Go to top

Ideas

This is a list of ideas for student applications.

For more information about an idea, join the discussion in the corresponding GitHub issue.

Scrapy

Static Analysis Tooling

Easy
Description

While using Scrapy, there are certain common issues that are hard to detect. For example, a typo in the name of a setting.

Expected Result

Build a list of common issues in code using Scrapy that could be detected using static code analysis, and build a tool or extend an existing tool to detect those.

Required Skills Regular Expressions
Mentors Julio, Adrian
GitHub Issue #4421

Feed Exports Improvements

Intermediate
Description

While useful, the current implementation of feed exports can be lacking in some aspects.

Expected Result

Extend feed exports with new features, such as batch deliveries, split deliveries or multiple exporters.

Required Skills File Handling, Networking
Mentors Julio, Adrian
GitHub Issue #4250

MIME Sniffing Library

Intermediate
Description

HTTP responses should include a Content-Type header that indicates the MIME type of the response body.

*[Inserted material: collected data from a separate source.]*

//! The order aggregate and its status state machine.

mod aggregate;
mod item;
mod status;

pub use aggregate::{Address, Order, OrderParts, PricingTotals};
pub use item::{OrderItem, OrderItemStatus, ProductSnapshot};
pub use status::OrderStatus;

use common::Money;
use thiserror::Error;

/// Errors raised by the order aggregate.
#[derive(Debug, Error)]
pub enum OrderError {
    /// The requested status change is not a legal edge of the state
    /// machine.
    #[error("invalid order status transition: {from} -> {to}")]
    InvalidTransition { from: OrderStatus, to: OrderStatus },

    /// The field is frozen because the order has left Pending.
    #[error("order field '{field}' is immutable in status {status}")]
    Immutable {
        field: &'static str,
        status: OrderStatus,
    },

    /// An order must contain at least one item.
    #[error("order has no items")]
    NoItems,

    /// Quantities must be strictly positive.
    #[error("quantity must be positive, got {0}")]
    InvalidQuantity(i64),

    /// An item's total does not match its unit price times quantity.
    #[error("item total {total} does not match unit price {unit_price} x {quantity}")]
    ItemTotalMismatch {
        unit_price: Money,
        quantity: i64,
        total: Money,
    },

    /// The order total does not reconcile with its components.
    #[error(
        "order total {total} does not match subtotal {subtotal} + tax {tax} + shipping {shipping} - discount {discount}"
    )]
    TotalMismatch {
        subtotal: Money,
        tax: Money,
        shipping: Money,
        discount: Money,
        total: Money,
    },

    /// A refund would exceed the item's remaining quantity or amount.
    #[error("refund of {quantity} x {amount} exceeds what remains on the item")]
    RefundExceedsItem { quantity: i64, amount: Money },

    /// No item with the given id exists on this order.
    #[error("order item not found: {0}")]
    ItemNotFound(uuid::Uuid),
}
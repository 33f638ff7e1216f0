//! Shared types for the marketplace order engine.
//!
//! Typed identifiers for the entities that cross crate boundaries, plus
//! money arithmetic in currency minor units.

pub mod money;
pub mod types;

pub use money::{Currency, Money};
pub use types::{
    CustomerId, InventoryRecordId, OrderId, OrderNumber, ReservationId, ReservationKey, SellerId,
    VariantId,
};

However, responses do not always include such a header, and sometimes they include it but the specified MIME type does not really match the response body.

Expected Result

Create a Python library that implements the complete MIME Sniffing Standard.

Stretch Goals

Integrate the resulting library into Scrapy.

Required Skills HTTP, Interface Design
Mentors Julio, Adrian
GitHub Issue #4240

General Message Queues as Storage for Requests

Intermediate
Description

It is common request to use external message queues as a storage for scrapy requests. There are several implementations exists. Not so long ago integration of non-disk and non-memory queues into scrapy required separate scheduler. Improvements for scrapy scheduler weren’t shared across these implementations. Adding different types of queues is much easier now. Such support requires less maintenance.

Expected Result

Create a Python library that connects scrapy with different message queues. Redis is a must have. Other are optional.

Required Skills Message Queues
Mentors Nikita, Adrian
GitHub Issue #4326

HTTP/2 Support

Advanced
Description

Implement HTTP/2 support to future-proof and possibly accelerate Scrapy.

Expected Result

An HTTP handler that can gracefully upgrade to HTTP/2 where possible, and take advantage of the compression and efficiency gains of the new protocol.

Required Skills HTTP, Twisted
Mentors Andrey, Adrian
GitHub Issue #1854

Make Scrapy Jupyter-friendly

Advanced
Description

Using Scrapy in Jupyter Notebook is not the most straightforward experience. Moreover, working with Scrapy could become a great experience there if we took advantage of the features that Jupyter can provide for user interaction.

Expected Result

Make it possible to develop Scrapy spiders interactively and visually inside Jupyter Notebook.

Required Skills JavaScript, HTML, Interface Design, Security
Mentors Andrey, Adrian
GitHub Issue #4299

Dateparser

Performance Optimizations

Intermediate
Description

We believe there is much room for improvement in the performance of Dateparser. Moreover, the current implementation is not thread-safe.

Expected Result

Profile and optimize the performance of the library.

Stretch Goals

Make the library thread-safe.

Required Skills Profiling, Algorithms, Data Structures, Multithreading
Mentors Marc, Kishan
GitHub Issue #624

Better Language Detection

Intermediate
Description

Currently language detection is rudimentary and often causes incorrect interpretation of dates.

Expected Result

Improve how language detection works. Plugging-in an optional language detection library is an option.

Required Skills Natural Language Processing
Mentors Marc, Kishan
GitHub Issue #612

Number Parser

Intermediate
Description

Sometimes date strings found in the internet include natural language numerals. For example, “Fifth of November”. We need to be able to parse such dates.

Expected Result

Create a Python library, or Python bindings for an existing library, that allow transforming natural language numerals into numbers, designed with multiple language support and performance in mind.

Stretch Goals

Integrate the resulting library or bindings into Dateparser and price-parser.

Required Skills Natural Language Processing
Mentors Marc, Kishan
GitHub Issue #46

Parsel

HTML5 Support

Easy
Description

When you inspect a website element in a web browser, you get a DOM-based HTML tree that is different from the actual, underlying HTML tree. This makes it difficult to translate what you find in a web browser into an XPath or CSS expression that can work in Parsel. More so when the underlying HTML is actually broken.

Expected Result

Extend Parsel to support different HTML parsers, and add support for additional HTML parsers.

Required Skills HTML, Interface Design
Mentors Andrey, Adrian
GitHub Issue #83

cssselect

CSS Selectors Level 4 Support

Advanced
Description

There is a W3C working draft for additional CSS selectors that adds many features

Expected Result

Extend cssselect to support all CSS Selectors Level 4 that can be translated into XPath 1.0.

Required Skills CSS, XPath 1.0, Syntax Parsing
Mentors Andrey, Adrian
GitHub Issue #108